Exercise description >> Look through the data below for the line with "let row = row?;", and transcribe it exactly together with each line after it up to and including the line with "pub fn write_raw(path: &Path, records: &[RawRecord])". Give nothing else.

Provided records >>
---+---

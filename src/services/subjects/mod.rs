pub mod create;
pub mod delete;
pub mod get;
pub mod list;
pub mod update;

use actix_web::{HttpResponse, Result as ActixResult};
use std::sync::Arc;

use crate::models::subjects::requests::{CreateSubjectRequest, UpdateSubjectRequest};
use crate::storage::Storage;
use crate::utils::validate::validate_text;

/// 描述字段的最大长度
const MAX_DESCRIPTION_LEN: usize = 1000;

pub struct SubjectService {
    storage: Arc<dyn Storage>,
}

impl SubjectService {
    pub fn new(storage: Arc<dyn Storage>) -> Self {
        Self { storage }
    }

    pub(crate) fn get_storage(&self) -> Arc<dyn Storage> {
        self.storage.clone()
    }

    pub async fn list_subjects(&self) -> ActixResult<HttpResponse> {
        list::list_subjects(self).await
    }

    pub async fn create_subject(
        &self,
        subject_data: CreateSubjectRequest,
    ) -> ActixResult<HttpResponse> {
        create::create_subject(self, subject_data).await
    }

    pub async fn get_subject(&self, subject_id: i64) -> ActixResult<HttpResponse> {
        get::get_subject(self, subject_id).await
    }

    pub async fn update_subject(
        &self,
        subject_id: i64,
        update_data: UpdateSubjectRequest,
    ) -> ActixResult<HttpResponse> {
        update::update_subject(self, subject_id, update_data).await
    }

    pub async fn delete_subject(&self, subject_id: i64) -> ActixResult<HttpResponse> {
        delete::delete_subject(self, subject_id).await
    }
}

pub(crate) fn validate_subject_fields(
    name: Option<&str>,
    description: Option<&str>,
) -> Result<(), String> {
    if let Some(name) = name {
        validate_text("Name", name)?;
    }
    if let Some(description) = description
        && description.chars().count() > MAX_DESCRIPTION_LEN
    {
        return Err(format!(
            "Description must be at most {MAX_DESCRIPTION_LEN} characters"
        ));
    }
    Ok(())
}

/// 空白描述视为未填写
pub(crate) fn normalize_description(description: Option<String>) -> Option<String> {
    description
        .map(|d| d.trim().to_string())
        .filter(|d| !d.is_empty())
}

---+---

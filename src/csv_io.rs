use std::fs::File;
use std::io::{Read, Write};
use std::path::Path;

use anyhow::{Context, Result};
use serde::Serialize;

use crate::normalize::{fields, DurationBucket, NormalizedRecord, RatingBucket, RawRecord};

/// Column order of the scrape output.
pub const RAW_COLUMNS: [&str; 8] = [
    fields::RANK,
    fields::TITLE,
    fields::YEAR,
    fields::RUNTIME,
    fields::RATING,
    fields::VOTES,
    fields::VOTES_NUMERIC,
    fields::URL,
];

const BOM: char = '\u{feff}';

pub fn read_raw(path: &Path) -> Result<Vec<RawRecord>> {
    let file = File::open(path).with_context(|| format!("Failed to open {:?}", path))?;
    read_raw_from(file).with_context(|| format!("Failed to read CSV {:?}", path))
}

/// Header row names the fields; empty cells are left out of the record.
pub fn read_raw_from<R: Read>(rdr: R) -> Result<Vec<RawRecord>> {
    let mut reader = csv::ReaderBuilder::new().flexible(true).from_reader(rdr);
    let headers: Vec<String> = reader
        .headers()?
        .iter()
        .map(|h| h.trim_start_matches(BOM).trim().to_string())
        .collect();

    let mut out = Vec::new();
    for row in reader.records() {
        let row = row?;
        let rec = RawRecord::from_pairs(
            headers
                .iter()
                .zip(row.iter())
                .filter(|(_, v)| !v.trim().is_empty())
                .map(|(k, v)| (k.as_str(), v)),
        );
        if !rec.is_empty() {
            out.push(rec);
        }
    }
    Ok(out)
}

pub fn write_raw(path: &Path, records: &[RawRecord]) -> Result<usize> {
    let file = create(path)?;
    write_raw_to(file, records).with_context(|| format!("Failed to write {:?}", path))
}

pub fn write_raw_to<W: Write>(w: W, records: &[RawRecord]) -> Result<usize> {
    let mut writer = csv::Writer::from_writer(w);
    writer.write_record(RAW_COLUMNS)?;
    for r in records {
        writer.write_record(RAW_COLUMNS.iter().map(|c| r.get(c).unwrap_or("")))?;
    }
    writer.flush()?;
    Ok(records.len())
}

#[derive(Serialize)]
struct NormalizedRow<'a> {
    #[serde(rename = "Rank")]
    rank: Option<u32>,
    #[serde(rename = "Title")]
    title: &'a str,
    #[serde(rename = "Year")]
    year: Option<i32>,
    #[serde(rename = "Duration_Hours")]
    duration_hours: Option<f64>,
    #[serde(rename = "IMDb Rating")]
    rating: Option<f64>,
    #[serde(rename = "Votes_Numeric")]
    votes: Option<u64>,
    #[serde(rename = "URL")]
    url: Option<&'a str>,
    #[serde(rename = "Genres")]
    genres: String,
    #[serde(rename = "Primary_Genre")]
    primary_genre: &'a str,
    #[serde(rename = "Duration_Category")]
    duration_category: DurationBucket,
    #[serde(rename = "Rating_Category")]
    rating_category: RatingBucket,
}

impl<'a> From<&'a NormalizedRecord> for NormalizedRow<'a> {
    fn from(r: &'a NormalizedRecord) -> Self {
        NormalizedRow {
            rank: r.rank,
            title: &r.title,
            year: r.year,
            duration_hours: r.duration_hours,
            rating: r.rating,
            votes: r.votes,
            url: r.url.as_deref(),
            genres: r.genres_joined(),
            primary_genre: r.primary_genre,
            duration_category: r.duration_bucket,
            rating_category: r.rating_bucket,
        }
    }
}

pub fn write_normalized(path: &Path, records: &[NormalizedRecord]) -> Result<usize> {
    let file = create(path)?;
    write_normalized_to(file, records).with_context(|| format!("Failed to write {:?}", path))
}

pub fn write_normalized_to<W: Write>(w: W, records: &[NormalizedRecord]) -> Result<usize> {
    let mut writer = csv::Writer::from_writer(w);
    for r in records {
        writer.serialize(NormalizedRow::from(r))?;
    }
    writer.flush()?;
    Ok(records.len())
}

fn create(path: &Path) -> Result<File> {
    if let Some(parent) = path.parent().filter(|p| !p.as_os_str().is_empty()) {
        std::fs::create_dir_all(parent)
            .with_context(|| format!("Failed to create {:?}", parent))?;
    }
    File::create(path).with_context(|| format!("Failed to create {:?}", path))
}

---+---

Result for this exercise >>
        let row = row?;
        let rec = RawRecord::from_pairs(
            headers
                .iter()
                .zip(row.iter())
                .filter(|(_, v)| !v.trim().is_empty())
                .map(|(k, v)| (k.as_str(), v)),
        );
        if !rec.is_empty() {
            out.push(rec);
        }
    }
    Ok(out)
}

pub fn write_raw(path: &Path, records: &[RawRecord]) -> Result<usize> {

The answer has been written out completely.